Brandon, Manitoba, 2023 (Photo by John MacDougall) |
Why? Why this photo of a grungy, no-account alley in Brandon, Manitoba? Because it speaks to me in ways more “beautiful” photos don’t. The broken pavement, the weeds, the strands of overhead wires, the leaning wooden power poles, the three gray transformers, their grayness rhyming with the sad grayness of the sky, the rusted dumpster, the black fire escape, and most of all, the graffiti painted on the brick walls. I love it all. It’s hard to explain. It has something to do with texture, and with melancholy, and with influence. I’ve been heavily influenced by the work of Walker Evans. Some of his best photos feature power lines and telephone poles: see, for example Commercial Quarter, Steel Mill and Workers’ Houses, Birmingham, Alabama (1936), South 3rd St., Paducah, Kentucky (1947), and the great Street and Graveyard in Bethlehem, Pennsylvania (1936).

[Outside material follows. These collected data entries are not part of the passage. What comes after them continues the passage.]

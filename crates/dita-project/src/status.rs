//! Follow-up reporting and bulk short-description edits

use std::fmt::Write as _;
use std::path::PathBuf;

use dita_content::TopicType;

use crate::error::{ProjectError, ProjectResult};
use crate::graph::ProjectGraph;
use crate::topic::ProblemTopic;

impl ProjectGraph {
    /// Topics still missing a title or short description, or carrying draft
    /// comments, sorted by path
    #[must_use]
    pub fn problem_topics(&self) -> Vec<ProblemTopic> {
        let mut problems: Vec<ProblemTopic> = self
            .topics()
            .map(|(_, topic)| ProblemTopic {
                path: topic.path().to_path_buf(),
                missing_title: topic.title().is_missing(),
                missing_short_description: topic.short_description().is_missing(),
                has_draft_comments: topic.tree().draft_comment_count() > 0,
            })
            .filter(|p| p.missing_title || p.missing_short_description || p.has_draft_comments)
            .collect();
        problems.sort();
        problems
    }

    /// `status_<map stem>.txt` in the project folder
    #[must_use]
    pub fn status_file_path(&self) -> PathBuf {
        let stem = self
            .map_path()
            .file_stem()
            .and_then(|s| s.to_str())
            .unwrap_or("map");
        self.folder()
            .join(format!("{}{}.txt", self.config().status_prefix, stem))
    }

    /// Write the problem list, one path per line. Returns the file written.
    pub fn write_status_file(&self) -> ProjectResult<PathBuf> {
        let path = self.status_file_path();
        let mut text = String::new();
        for problem in self.problem_topics() {
            let _ = writeln!(text, "{}", problem.path.display());
        }
        std::fs::write(&path, text).map_err(|source| ProjectError::Io {
            path: path.clone(),
            source,
        })?;
        tracing::info!("Wrote status file {}", path.display());
        Ok(path)
    }

    /// Set the configured short description on topics whose title has one
    /// and whose own is missing; document detail pages among references get
    /// theirs too. Returns the names of the files edited.
    pub fn fill_typical_short_descriptions(&mut self) -> Vec<String> {
        let config = self.config().clone();
        let mut edited = Vec::new();
        for (_, topic) in self.topics_mut() {
            let mut changed = false;
            if topic.short_description().is_missing() {
                let typical = topic
                    .title()
                    .as_deref()
                    .and_then(|title| config.typical_short_description(title))
                    .cloned();
                if let Some(typical) = typical {
                    if topic.tree_mut().set_short_description(&typical.short_description).is_ok() {
                        changed = true;
                        if typical.spacer_after_table {
                            topic.tree_mut().add_spacer_after_table();
                        }
                    }
                }
            }
            if topic.kind() == TopicType::Reference && topic.tree_mut().fill_document_details() {
                changed = true;
            }
            if !changed {
                continue;
            }
            match topic.write() {
                Ok(()) => {
                    tracing::info!("Filled short description of {}", topic.file_name());
                    edited.push(topic.file_name().to_string());
                }
                Err(e) => tracing::error!("Could not write {}: {}", topic.path().display(), e),
            }
        }
        edited
    }
}
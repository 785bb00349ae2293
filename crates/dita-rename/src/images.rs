//! Image renaming
//!
//! Two phases. Planning walks figures in map order and names each image once,
//! at its first encounter, from its caption (numbered when captions repeat).
//! Applying moves each file and rewrites every image reference in every topic.

use std::collections::HashSet;

use dita_project::ProjectGraph;

use crate::context::BatchContext;
use crate::error::RenameError;
use crate::naming::{image_marker, image_stem};
use crate::report::{BatchReport, FileOutcome};

/// Target name computed for one image
#[derive(Debug, Clone, PartialEq, Eq)]
pub struct PlannedImage {
    /// Current file name
    pub from: String,
    /// Target file name
    pub to: String,
}

/// Phase one: compute every target name before anything moves
pub fn plan_image_names(graph: &ProjectGraph, prefix: &str, context: &mut BatchContext) -> Vec<PlannedImage> {
    let marker = image_marker(prefix);
    let mut seen = HashSet::new();
    let mut plan = Vec::new();

    for (_, topic) in graph.topics() {
        for figure in topic.tree().figures() {
            let Some(image) = graph.image_for_href(topic.folder(), &figure.href) else {
                continue;
            };
            let name = image.file_name();
            if !seen.insert(name.to_string()) {
                continue;
            }
            let stem = match image.title() {
                Some(title) => image_stem(prefix, &context.next_image_title(title)),
                None if image.stem().starts_with(&marker) => image.stem().to_string(),
                None => image_stem(prefix, image.stem()),
            };
            plan.push(PlannedImage {
                from: name.to_string(),
                to: format!("{stem}{}", image.extension()),
            });
        }
    }
    plan
}

/// Rename every image referenced from a figure
pub fn rename_images(graph: &mut ProjectGraph, prefix: &str) -> BatchReport {
    let mut context = BatchContext::new();
    let plan = plan_image_names(graph, prefix, &mut context);
    tracing::info!("Renaming {} images with prefix {}", plan.len(), prefix);

    let mut report = BatchReport::new();
    for planned in plan {
        let Some(path) = graph.images().get(&planned.from).map(|i| i.path().to_path_buf()) else {
            continue;
        };
        let outcome = if planned.from == planned.to {
            FileOutcome::Unchanged
        } else {
            match move_image(graph, &planned) {
                Ok(()) => {
                    tracing::info!("Renamed image {} -> {}", planned.from, planned.to);
                    FileOutcome::Renamed {
                        from: planned.from,
                        to: planned.to,
                    }
                }
                Err(e) => {
                    tracing::error!("Rename of {} failed: {}", path.display(), e);
                    FileOutcome::Failed(e)
                }
            }
        };
        report.push(path, outcome);
    }
    report
}

fn move_image(graph: &mut ProjectGraph, planned: &PlannedImage) -> Result<(), RenameError> {
    let Some(old_path) = graph.images().get(&planned.from).map(|i| i.path().to_path_buf()) else {
        return Ok(());
    };
    let new_path = old_path.with_file_name(&planned.to);
    if new_path.exists() {
        return Err(RenameError::NameCollision {
            from: old_path,
            to: new_path,
        });
    }
    std::fs::rename(&old_path, &new_path).map_err(|e| RenameError::io_error(&old_path, e))?;
    graph.rename_image(&planned.from, new_path);

    for (_, topic) in graph.topics_mut() {
        let folder = topic.folder().to_path_buf();
        if topic.tree_mut().rewrite_image_hrefs(&folder, &old_path, &planned.to) > 0 {
            topic.write()?;
        }
    }
    Ok(())
}
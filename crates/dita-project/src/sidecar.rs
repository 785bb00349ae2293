//! Sidecar metadata files
//!
//! Sidecar-flavor projects keep an `ishobject` record next to each topic.
//! Its `FTITLE` field must always equal the topic's file stem.

use std::path::{Path, PathBuf};

use dita_content::{DocumentTree, NodeId, ParseError, SerializeError};

const ROOT_TAG: &str = "ishobject";
const TITLE_FIELD: &str = "FTITLE";

/// A parsed sidecar file
#[derive(Debug, Clone)]
pub struct Sidecar {
    path: PathBuf,
    tree: DocumentTree,
}

impl Sidecar {
    /// Read a sidecar; the root element must be `ishobject`
    pub fn load(path: impl Into<PathBuf>) -> Result<Self, ParseError> {
        let path = path.into();
        let tree = DocumentTree::load(&path)?;
        if !tree.is_element(tree.root(), ROOT_TAG) {
            return Err(ParseError::syntax_error(
                path.clone(),
                format!("expected <{ROOT_TAG}> root, found <{}>", tree.tag(tree.root()).unwrap_or_default()),
            ));
        }
        Ok(Self { path, tree })
    }

    /// Location on disk
    #[inline]
    #[must_use]
    pub fn path(&self) -> &Path {
        &self.path
    }

    fn title_field(&self) -> Option<NodeId> {
        let fields = self.tree.find_child(self.tree.root(), "ishfields")?;
        self.tree
            .child_elements(fields)
            .find(|field| {
                self.tree.is_element(*field, "ishfield")
                    && self.tree.attribute(*field, "name") == Some(TITLE_FIELD)
            })
    }

    /// Current `FTITLE` value
    #[must_use]
    pub fn title(&self) -> Option<String> {
        self.title_field()
            .map(|field| self.tree.text_content(field).trim().to_string())
    }

    /// Set `FTITLE`, creating the field when absent
    pub fn set_title(&mut self, title: &str) {
        if let Some(field) = self.title_field() {
            self.tree.set_text(field, title);
            return;
        }
        let root = self.tree.root();
        let fields = match self.tree.find_child(root, "ishfields") {
            Some(fields) => fields,
            None => {
                let fields = self.tree.create_element("ishfields");
                self.tree.append_child(root, fields);
                fields
            }
        };
        let field = self.tree.create_text_element("ishfield", title);
        self.tree.set_attribute(field, "name", TITLE_FIELD);
        self.tree.set_attribute(field, "level", "logical");
        self.tree.insert_child(fields, 0, field);
    }

    /// Write to the current path
    pub fn write(&self) -> Result<(), SerializeError> {
        self.tree.write(&self.path)
    }

    /// Write under a new path and remove the old file
    pub fn move_to(&mut self, path: impl Into<PathBuf>) -> Result<(), SerializeError> {
        let path = path.into();
        if path == self.path {
            return self.write();
        }
        self.tree.write(&path)?;
        if let Err(e) = std::fs::remove_file(&self.path) {
            tracing::warn!("Could not remove old sidecar {}: {}", self.path.display(), e);
        }
        self.path = path;
        Ok(())
    }
}
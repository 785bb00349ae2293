//! Name derivation
//!
//! Topic file names come from titles: every run of whitespace or non-word
//! characters becomes one `_`, edges are trimmed and a stray one-character
//! leading token (`A_…`) is dropped. Image names keep word characters only.

use once_cell::sync::Lazy;
use regex::Regex;

static SEPARATORS: Lazy<Regex> =
    Lazy::new(|| Regex::new(r"[\s\W]+").expect("separator pattern is valid"));
static UNDERSCORES: Lazy<Regex> = Lazy::new(|| Regex::new(r"_+").expect("underscore pattern is valid"));
static NON_WORD: Lazy<Regex> = Lazy::new(|| Regex::new(r"\W+").expect("non-word pattern is valid"));

/// Base file stem for a title, without type prefix.
///
/// `None` when nothing usable is left.
#[must_use]
pub fn base_name(title: &str) -> Option<String> {
    let name = SEPARATORS.replace_all(title, "_");
    let name = UNDERSCORES.replace_all(&name, "_");
    let name = drop_stray_token(name.trim_matches('_'));
    (!name.is_empty()).then(|| name.to_string())
}

fn drop_stray_token(name: &str) -> &str {
    let mut chars = name.char_indices();
    match (chars.next(), chars.next()) {
        (Some(_), Some((at, '_'))) => &name[at + 1..],
        _ => name,
    }
}

/// Marker carried by every renamed image
#[must_use]
pub fn image_marker(prefix: &str) -> String {
    format!("img_{prefix}_")
}

/// Image stem for a (disambiguated) title: spaces become `_`, other
/// non-word characters are dropped
#[must_use]
pub fn image_stem(prefix: &str, title: &str) -> String {
    let words = title.trim().replace(' ', "_");
    format!("{}{}", image_marker(prefix), NON_WORD.replace_all(&words, ""))
}

#[cfg(test)]
mod tests {
    use super::*;

    #[test]
    fn titles_become_stems() {
        assert_eq!(base_name("Clean the Rollers").as_deref(), Some("Clean_the_Rollers"));
        assert_eq!(base_name("  Safety: read first!  ").as_deref(), Some("Safety_read_first"));
        assert_eq!(base_name("A guide to pumps").as_deref(), Some("guide_to_pumps"));
        assert_eq!(base_name("snake__case").as_deref(), Some("snake_case"));
        assert_eq!(base_name("Ölwechsel – Übersicht").as_deref(), Some("Ölwechsel_Übersicht"));
        assert_eq!(base_name(" -- "), None);
    }

    #[test]
    fn image_stems() {
        assert_eq!(image_stem("x", "Roller Assembly"), "img_x_Roller_Assembly");
        assert_eq!(image_stem("x", "Roller Assembly 2"), "img_x_Roller_Assembly_2");
        assert_eq!(image_stem("p", "Fig. 3 (left)"), "img_p_Fig_3_left");
    }
}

I'm guessing because there is a sort of coherence among the elements; everything seems to hang together, everything belongs within the frame. No surprise then that you like Walker Evans. This is a good photograph.
ReplyDeleteHey that’s great feedback, Ben Royal, I appreciate it. I’m not at all sure it’s a good photo. I took much prettier shots when I was in Brandon. I took some of the garden at City Hall I really like. But of all my Brandon photos, this alley pic is the one I keep coming back to.